WHAT YOU ARE ASKED TO DO:
Leaving out every line before the one with "fn local_part(email: &str)", write out the rest of the records below exactly.

RECORDED DATA:
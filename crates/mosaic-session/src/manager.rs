//! # Session Manager
//!
//! The single owner of the process identity. All mutation goes through the
//! operations here; consumers read via [`SessionManager::snapshot`] and the
//! `auth-change` topic.

use std::sync::Arc;

use parking_lot::RwLock;
use shared_bus::{AuthTransition, EventBus, HostEvent};
use shared_types::validation;
use shared_types::{Identity, SessionSnapshot};
use tracing::{info, warn};
use uuid::Uuid;

use crate::error::SessionError;
use crate::store::SessionStore;

/// Fixed storage key the identity is persisted under.
pub const USER_STORAGE_KEY: &str = "mosaic:user";

struct SessionState {
    user: Option<Identity>,
    is_loading: bool,
}

/// Owns the authenticated-identity lifecycle.
///
/// Overlapping sign-in/sign-up calls are last-caller-wins: the call that
/// completes last determines the active identity. Acceptable because there
/// is at most one human actor per process.
pub struct SessionManager {
    state: RwLock<SessionState>,
    store: Box<dyn SessionStore>,
    bus: Arc<EventBus>,
}

impl SessionManager {
    /// Create a manager that persists through `store` and broadcasts on
    /// `bus`. The manager starts in the loading state until
    /// [`restore`](Self::restore) completes.
    #[must_use]
    pub fn new(bus: Arc<EventBus>, store: Box<dyn SessionStore>) -> Self {
        Self {
            state: RwLock::new(SessionState {
                user: None,
                is_loading: true,
            }),
            store,
            bus,
        }
    }

    /// Restore the persisted identity, if any.
    ///
    /// Never fails the boot sequence: a missing key means unauthenticated,
    /// and a corrupt or unreadable document is logged and treated the same
    /// way. Clears the loading flag in every case.
    pub async fn restore(&self) -> SessionSnapshot {
        match self.store.load(USER_STORAGE_KEY).await {
            Ok(Some(raw)) => match serde_json::from_str::<Identity>(&raw) {
                Ok(user) => {
                    info!(email = %user.email, "session restored");
                    self.state.write().user = Some(user);
                }
                Err(e) => {
                    warn!(error = %e, "persisted session is corrupt; treating as signed out");
                }
            },
            Ok(None) => {}
            Err(e) => {
                warn!(error = %e, "session restore failed; treating as signed out");
            }
        }

        self.state.write().is_loading = false;
        self.snapshot()
    }

    /// Authenticate with an email and credential.
    ///
    /// Derives the identity deterministically from the email: the display
    /// name is the address's local part and the avatar reference is seeded
    /// by the full address. Persists the identity (best-effort) and
    /// publishes `auth-change` with `type: "login"`.
    pub async fn sign_in(
        &self,
        email: &str,
        credential: &str,
    ) -> Result<Identity, SessionError> {
        Self::validate_credentials(email, credential)?;

        self.state.write().is_loading = true;
        let user = Identity {
            id: Uuid::new_v4().to_string(),
            email: email.to_string(),
            display_name: local_part(email).to_string(),
            avatar_ref: Some(avatar_for(email)),
        };

        self.persist(&user).await;
        self.activate(user.clone(), AuthTransition::Login);
        Ok(user)
    }

    /// Register a new account.
    ///
    /// Same contract as [`sign_in`](Self::sign_in) with the caller-provided
    /// display name and `type: "signup"`.
    pub async fn sign_up(
        &self,
        email: &str,
        credential: &str,
        display_name: &str,
    ) -> Result<Identity, SessionError> {
        Self::validate_credentials(email, credential)?;
        if !validation::is_required(display_name) {
            return Err(SessionError::MissingDisplayName);
        }

        self.state.write().is_loading = true;
        let user = Identity {
            id: Uuid::new_v4().to_string(),
            email: email.to_string(),
            display_name: display_name.trim().to_string(),
            avatar_ref: Some(avatar_for(email)),
        };

        self.persist(&user).await;
        self.activate(user.clone(), AuthTransition::Signup);
        Ok(user)
    }

    /// Clear the active identity and its persisted copy, then publish
    /// `auth-change` with `type: "logout"`.
    pub async fn sign_out(&self) {
        self.state.write().user = None;

        if let Err(e) = self.store.remove(USER_STORAGE_KEY).await {
            warn!(error = %e, "failed to clear persisted session");
        }

        info!("signed out");
        self.bus.publish(HostEvent::AuthChanged {
            user: None,
            kind: AuthTransition::Logout,
        });
    }

    /// Read-only view of the current session.
    #[must_use]
    pub fn snapshot(&self) -> SessionSnapshot {
        let state = self.state.read();
        SessionSnapshot {
            user: state.user.clone(),
            is_authenticated: state.user.is_some(),
            is_loading: state.is_loading,
        }
    }

    fn validate_credentials(email: &str, credential: &str) -> Result<(), SessionError> {
        if !validation::is_required(email) || !validation::is_required(credential) {
            return Err(SessionError::MissingCredentials);
        }
        if !validation::is_email(email) {
            return Err(SessionError::InvalidEmail(email.to_string()));
        }
        Ok(())
    }

    /// Persist the identity; failures are logged and never block the
    /// in-memory transition.
    async fn persist(&self, user: &Identity) {
        match serde_json::to_string(user) {
            Ok(raw) => {
                if let Err(e) = self.store.save(USER_STORAGE_KEY, &raw).await {
                    warn!(email = %user.email, error = %e, "failed to persist session");
                }
            }
            Err(e) => warn!(error = %e, "failed to serialize identity"),
        }
    }

    fn activate(&self, user: Identity, kind: AuthTransition) {
        {
            let mut state = self.state.write();
            state.user = Some(user.clone());
            state.is_loading = false;
        }
        info!(email = %user.email, transition = ?kind, "identity activated");
        self.bus.publish(HostEvent::AuthChanged {
            user: Some(user),
            kind,
        });
    }
}

fn local_part(email: &str) -> &str {
    email.split('@').next().unwrap_or(email)
}

fn avatar_for(email: &str) -> String {
    format!("https://api.dicebear.com/7.x/avataaars/svg?seed={email}")
}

RESPONSE AREA:
fn local_part(email: &str) -> &str {
    email.split('@').next().unwrap_or(email)
}

fn avatar_for(email: &str) -> String {
    format!("https://api.dicebear.com/7.x/avataaars/svg?seed={email}")
}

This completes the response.